I’m amazed at the tilt of the Sandia Mountains and the long line of the alluvial fan skirting down from the mountain toward the river shore.  I close my eyes and imagine the whole river system, all 1,896 miles of it.  The fresh snowmelt from Colroado’s La Garita Mountains, and all the white peaks above those small towns in the San Luis Valley, places like Mosca, Blanca, La Jara and Crestone.  I see the river slipping southward with a quiet gushing through the narrow volcanic chasms below the enormous high mountain peaks and the broad desert plateaus Sagebrush and Juniper roots in, where rabbits, coyotes and deer make their home.

I became accustomed to Artemisia Tridentata in the Great Basin.  I love sagebrush, and they live here.

I became accustomed to Artemisia Tridentata in the Great Basin.
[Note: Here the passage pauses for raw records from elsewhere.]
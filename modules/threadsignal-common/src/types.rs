use std::collections::BTreeMap;
use std::str::FromStr;

use chrono::{DateTime, Utc};
use serde::{Deserialize, Serialize};

use crate::error::{Result, ThreadError};

/// Opaque per-platform metadata attached to a node (permalinks, flags, counts).
pub type Metadata = BTreeMap<String, serde_json::Value>;

// --- Platforms ---

#[derive(Debug, Clone, Copy, PartialEq, Eq, Hash, PartialOrd, Ord, Serialize, Deserialize)]
#[serde(rename_all = "snake_case")]
pub enum Platform {
    Reddit,
    Bluesky,
    HackerNews,
    Twitter,
}

impl Platform {
    pub const ALL: [Platform; 4] = [
        Platform::Reddit,
        Platform::Bluesky,
        Platform::HackerNews,
        Platform::Twitter,
    ];

    pub fn as_str(&self) -> &'static str {
        match self {
            Platform::Reddit => "reddit",
            Platform::Bluesky => "bluesky",
            Platform::HackerNews => "hacker_news",
            Platform::Twitter => "twitter",
        }
    }

    /// Detect the platform from a thread URL. Bare ids carry no platform
    /// information and return `None`.
    pub fn detect(target: &str) -> Option<Platform> {
        let target = target.trim();
        if target.to_ascii_lowercase().starts_with("at://") {
            return Some(Platform::Bluesky);
        }
        let host = url_host(target)?;
        let on = |domain: &str| host == domain || host.ends_with(&format!(".{domain}"));
        if on("bsky.app") {
            Some(Platform::Bluesky)
        } else if on("reddit.com") || on("redd.it") {
            Some(Platform::Reddit)
        } else if on("news.ycombinator.com") {
            Some(Platform::HackerNews)
        } else if on("twitter.com") || on("x.com") {
            Some(Platform::Twitter)
        } else {
            None
        }
    }
}
impl BlueskyExchange {
    pub(crate) fn new(transport: Arc<RateLimitedTransport>) -> Self {
        Self { transport }
    }

    async fn call(&self, request: ApiRequest) -> Result<AuthSession> {
        let resp = self
            .transport
            .execute(&RequestBudget::standalone(), &request)
            .await?;
        let session: SessionResponse = resp.json()?;
        let expires_at = jwt_expiry(&session.access_jwt)
            .unwrap_or_else(|| Utc::now() + chrono::Duration::seconds(DEFAULT_SESSION_SECS));
        let mut auth = AuthSession::new(session.access_jwt).with_expiry(expires_at);
        if let Some(refresh) = session.refresh_jwt {
            auth = auth.with_refresh_token(refresh);
        }
        Ok(auth)
    }
}

#[async_trait]
impl CredentialExchange for BlueskyExchange {
    async fn exchange(&self, credentials: &Credentials) -> Result<AuthSession> {
        let Credentials::AppPassword {
            identifier,
            password,
        } = credentials
        else {
            return Err(ThreadError::AuthenticationFailed(
                "bluesky requires an identifier and app password".to_string(),
            ));
        };
        let request = ApiRequest::post(format!("{PDS_API}/xrpc/com.atproto.server.createSession"))
            .json(serde_json::json!({
                "identifier": identifier,
                "password": password,
            }));
        self.call(request).await
    }

    async fn refresh(&self, _credentials: &Credentials, session: &AuthSession) -> Result<AuthSession> {
        let Some(refresh) = &session.refresh_token else {
            return Err(ThreadError::AuthenticationFailed(
                "no refresh token".to_string(),
            ));
        };
        let request = ApiRequest::post(format!("{PDS_API}/xrpc/com.atproto.server.refreshSession"))
            .bearer_auth(refresh.as_str());
        self.call(request).await
    }
}

/// `exp` claim of a JWT, read without verifying the signature.
fn jwt_expiry(token: &str) -> Option<DateTime<Utc>> {
    let payload = token.split('.').nth(1)?;
    let bytes = base64::engine::general_purpose::URL_SAFE_NO_PAD
        .decode(payload.trim_end_matches('='))
        .ok()?;
    let claims: serde_json::Value = serde_json::from_slice(&bytes).ok()?;
    DateTime::from_timestamp(claims.get("exp")?.as_i64()?, 0)
}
I love sagebrush, and they live here.

The Rio Grande flows past more small villages north of here.  There is small scale farming where possible in the valleys below the high mountains.  In these parts luminous stars in the night sky clearly out number TV’s.  Elk bugle wildly in the fall, and you can see bighorn sheep skylighted on rocky outcrops.  The river flows past the State capital in Santa Fe, and gravity keeps it flowing all the way through New Mexico onward to Mexico and Texas on its long journey to the ocean.

Corrales promotes bicycling and local merchants organize a winery bike tour.  I saw lots of riders out yesterday

Corrales is a farming village on the river.  Local merchants organize a winery bike tour. I saw lots of riders out yesterday.

I bicycle on Sunday morning to touch base with all of this, and to do the same thing Wendall Berry says local farmers, and the Land Institute in Kansas, sets out to do:  “They are interested merely in improving our fundamental relationship to the earth, changing the kind of roots we put down and deepening the depth we put them down to….Harmony between our human economy and natural world–local adaptation–is a perfection we will never finally achieve but must continuously try for.”  Bicycling keeps me busy trying, and summons up something inside of me that reminds me why life is humbling yet worth striving at every day.  Instead of reducing the world, it expands my sense of it.  It guides my work and gives me a wellspring to draw from.